## TASK REQUIREMENTS
Please tally the lines in the records that include the word "canonical" and answer with the bare number.

Start of DATA FOR REVIEW

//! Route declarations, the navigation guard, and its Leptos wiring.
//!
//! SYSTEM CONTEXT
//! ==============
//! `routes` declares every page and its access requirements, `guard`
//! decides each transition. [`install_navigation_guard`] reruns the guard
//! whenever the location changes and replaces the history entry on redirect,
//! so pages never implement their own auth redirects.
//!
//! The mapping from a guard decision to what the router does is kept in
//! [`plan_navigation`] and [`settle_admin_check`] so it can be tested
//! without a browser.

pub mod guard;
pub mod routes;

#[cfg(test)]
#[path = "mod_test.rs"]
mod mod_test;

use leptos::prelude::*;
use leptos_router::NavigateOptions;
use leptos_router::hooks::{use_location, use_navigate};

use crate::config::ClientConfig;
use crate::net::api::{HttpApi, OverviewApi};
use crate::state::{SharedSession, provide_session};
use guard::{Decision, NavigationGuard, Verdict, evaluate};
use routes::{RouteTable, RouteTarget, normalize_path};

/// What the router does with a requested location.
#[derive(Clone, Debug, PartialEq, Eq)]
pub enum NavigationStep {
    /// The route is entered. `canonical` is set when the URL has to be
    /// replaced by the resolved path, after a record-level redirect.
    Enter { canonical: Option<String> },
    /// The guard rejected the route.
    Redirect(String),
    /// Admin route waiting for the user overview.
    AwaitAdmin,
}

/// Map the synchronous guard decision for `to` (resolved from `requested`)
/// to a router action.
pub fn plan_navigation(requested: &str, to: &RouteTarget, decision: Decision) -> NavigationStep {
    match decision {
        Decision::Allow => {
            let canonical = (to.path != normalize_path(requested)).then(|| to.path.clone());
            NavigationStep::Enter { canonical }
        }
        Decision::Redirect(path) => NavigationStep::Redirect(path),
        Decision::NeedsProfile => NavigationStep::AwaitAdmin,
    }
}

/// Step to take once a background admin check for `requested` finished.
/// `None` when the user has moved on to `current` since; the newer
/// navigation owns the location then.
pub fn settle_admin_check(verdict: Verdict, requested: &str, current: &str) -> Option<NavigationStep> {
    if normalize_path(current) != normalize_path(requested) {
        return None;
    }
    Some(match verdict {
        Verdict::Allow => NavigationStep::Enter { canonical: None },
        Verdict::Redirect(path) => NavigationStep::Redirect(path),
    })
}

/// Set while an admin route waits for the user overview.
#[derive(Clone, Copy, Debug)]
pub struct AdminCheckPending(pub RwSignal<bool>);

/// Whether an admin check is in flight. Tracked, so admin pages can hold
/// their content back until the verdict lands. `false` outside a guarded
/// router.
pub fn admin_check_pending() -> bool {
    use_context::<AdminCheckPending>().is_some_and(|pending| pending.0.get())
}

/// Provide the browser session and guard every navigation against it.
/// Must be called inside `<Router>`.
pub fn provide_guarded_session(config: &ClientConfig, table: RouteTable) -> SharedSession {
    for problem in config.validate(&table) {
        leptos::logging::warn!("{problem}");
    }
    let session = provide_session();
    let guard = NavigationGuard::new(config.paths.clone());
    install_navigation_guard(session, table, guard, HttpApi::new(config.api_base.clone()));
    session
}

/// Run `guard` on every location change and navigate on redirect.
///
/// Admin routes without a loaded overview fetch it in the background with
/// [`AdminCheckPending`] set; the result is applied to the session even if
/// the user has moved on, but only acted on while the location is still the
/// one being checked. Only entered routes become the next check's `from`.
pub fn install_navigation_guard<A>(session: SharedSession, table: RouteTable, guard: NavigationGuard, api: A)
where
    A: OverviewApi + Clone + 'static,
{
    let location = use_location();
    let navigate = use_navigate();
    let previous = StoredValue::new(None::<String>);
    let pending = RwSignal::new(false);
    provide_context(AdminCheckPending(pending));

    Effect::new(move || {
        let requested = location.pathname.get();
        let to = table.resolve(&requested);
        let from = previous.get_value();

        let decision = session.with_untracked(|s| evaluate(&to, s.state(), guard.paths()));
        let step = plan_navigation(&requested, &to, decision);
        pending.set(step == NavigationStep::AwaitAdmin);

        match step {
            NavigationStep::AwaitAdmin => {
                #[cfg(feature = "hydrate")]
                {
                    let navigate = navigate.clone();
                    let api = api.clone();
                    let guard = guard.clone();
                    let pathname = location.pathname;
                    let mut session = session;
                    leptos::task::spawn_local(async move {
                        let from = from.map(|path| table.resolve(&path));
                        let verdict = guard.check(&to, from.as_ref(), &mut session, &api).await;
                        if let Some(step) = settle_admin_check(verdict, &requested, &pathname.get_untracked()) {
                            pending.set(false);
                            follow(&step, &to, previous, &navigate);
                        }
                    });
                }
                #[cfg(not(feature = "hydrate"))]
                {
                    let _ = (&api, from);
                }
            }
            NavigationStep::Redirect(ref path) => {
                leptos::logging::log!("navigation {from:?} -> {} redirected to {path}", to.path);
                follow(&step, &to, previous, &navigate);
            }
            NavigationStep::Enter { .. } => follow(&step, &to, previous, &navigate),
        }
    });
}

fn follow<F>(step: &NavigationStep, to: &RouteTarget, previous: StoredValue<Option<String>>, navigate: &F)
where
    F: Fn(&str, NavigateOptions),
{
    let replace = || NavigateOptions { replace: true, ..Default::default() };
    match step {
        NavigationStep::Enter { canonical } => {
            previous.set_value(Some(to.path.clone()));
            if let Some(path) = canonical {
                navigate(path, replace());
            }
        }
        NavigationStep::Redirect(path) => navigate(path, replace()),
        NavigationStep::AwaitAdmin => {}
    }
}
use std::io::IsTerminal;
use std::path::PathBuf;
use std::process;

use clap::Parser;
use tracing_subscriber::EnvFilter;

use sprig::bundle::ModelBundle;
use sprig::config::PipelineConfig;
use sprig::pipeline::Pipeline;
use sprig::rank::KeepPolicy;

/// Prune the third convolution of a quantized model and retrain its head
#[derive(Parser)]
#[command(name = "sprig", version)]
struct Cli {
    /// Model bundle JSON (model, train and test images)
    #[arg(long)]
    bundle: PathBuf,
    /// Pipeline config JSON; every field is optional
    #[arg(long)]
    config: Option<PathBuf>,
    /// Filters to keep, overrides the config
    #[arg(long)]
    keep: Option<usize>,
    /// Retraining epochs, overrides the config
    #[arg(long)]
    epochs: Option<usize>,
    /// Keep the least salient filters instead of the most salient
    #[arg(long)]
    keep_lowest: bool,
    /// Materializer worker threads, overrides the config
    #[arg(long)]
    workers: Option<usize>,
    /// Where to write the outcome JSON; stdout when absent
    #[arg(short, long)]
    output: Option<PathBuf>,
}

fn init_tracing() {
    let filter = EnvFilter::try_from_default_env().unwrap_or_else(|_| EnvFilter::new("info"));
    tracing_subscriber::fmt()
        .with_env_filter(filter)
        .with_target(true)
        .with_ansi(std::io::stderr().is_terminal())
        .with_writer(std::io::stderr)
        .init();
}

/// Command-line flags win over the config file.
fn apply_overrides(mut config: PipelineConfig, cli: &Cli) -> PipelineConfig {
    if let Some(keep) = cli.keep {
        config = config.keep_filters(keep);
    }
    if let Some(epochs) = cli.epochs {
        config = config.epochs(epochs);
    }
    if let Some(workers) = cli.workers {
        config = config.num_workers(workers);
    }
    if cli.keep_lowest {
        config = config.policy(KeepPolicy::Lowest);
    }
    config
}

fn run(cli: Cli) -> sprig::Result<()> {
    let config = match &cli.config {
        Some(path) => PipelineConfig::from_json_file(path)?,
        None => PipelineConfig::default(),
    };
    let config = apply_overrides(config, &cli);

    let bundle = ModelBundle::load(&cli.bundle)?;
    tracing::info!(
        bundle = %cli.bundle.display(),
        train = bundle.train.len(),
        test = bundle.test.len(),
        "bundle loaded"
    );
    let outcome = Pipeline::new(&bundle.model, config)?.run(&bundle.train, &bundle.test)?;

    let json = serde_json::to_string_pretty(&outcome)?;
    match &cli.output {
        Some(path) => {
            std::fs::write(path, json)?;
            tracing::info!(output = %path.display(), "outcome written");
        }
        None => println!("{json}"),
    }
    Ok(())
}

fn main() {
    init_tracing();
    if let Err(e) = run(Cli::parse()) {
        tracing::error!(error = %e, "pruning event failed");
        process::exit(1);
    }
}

End of DATA FOR REVIEW
Start of DATA FOR REVIEW

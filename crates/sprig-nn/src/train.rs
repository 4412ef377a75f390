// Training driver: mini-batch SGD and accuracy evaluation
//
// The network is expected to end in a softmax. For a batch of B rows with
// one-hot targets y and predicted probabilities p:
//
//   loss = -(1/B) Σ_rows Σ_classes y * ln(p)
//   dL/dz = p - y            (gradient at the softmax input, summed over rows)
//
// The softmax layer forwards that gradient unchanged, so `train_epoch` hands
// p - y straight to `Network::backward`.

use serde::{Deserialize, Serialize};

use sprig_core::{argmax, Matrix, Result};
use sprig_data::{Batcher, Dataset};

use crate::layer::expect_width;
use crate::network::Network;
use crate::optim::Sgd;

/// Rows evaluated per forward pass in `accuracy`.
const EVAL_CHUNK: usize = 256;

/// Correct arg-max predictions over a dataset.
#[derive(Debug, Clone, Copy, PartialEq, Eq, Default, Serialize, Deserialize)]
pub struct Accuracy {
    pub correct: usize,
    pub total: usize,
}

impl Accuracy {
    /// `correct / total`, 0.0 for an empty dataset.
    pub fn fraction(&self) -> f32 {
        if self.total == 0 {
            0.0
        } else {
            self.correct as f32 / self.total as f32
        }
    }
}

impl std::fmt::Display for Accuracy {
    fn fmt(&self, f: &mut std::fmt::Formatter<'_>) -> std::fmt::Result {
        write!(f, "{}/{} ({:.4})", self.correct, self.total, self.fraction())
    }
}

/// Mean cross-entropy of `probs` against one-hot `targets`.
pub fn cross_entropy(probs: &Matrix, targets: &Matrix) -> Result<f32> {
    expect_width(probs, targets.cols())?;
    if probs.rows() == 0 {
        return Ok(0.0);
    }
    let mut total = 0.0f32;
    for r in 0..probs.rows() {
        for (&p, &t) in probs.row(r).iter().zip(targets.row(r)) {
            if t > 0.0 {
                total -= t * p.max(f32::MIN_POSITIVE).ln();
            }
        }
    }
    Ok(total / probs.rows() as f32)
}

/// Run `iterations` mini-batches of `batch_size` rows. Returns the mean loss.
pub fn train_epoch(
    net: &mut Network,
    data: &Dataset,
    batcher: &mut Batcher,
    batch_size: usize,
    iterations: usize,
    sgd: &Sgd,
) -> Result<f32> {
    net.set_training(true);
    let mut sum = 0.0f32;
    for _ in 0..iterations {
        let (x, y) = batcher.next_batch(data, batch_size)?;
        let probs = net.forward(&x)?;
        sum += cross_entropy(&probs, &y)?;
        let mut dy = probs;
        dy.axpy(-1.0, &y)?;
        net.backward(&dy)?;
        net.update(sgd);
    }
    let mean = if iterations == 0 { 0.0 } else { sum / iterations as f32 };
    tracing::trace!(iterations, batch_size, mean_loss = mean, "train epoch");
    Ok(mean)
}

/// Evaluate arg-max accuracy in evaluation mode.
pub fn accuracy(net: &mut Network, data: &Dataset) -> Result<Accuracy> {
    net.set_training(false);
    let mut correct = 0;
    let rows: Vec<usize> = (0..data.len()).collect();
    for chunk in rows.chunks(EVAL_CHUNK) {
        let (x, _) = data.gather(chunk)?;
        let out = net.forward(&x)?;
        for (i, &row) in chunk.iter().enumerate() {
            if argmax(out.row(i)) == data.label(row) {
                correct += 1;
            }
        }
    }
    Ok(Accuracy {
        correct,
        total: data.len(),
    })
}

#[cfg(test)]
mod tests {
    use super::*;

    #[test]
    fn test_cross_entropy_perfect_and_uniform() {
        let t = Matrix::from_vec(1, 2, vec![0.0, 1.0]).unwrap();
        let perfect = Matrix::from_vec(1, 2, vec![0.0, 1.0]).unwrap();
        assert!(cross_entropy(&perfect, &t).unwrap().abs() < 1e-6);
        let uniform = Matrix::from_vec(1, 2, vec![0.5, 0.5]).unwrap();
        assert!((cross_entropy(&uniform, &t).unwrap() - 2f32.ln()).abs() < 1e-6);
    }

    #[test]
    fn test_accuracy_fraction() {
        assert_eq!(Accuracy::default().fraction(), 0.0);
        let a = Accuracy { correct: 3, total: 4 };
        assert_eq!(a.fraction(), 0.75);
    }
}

End of DATA FOR REVIEW

## ANSWER TO THIS PROBLEM
7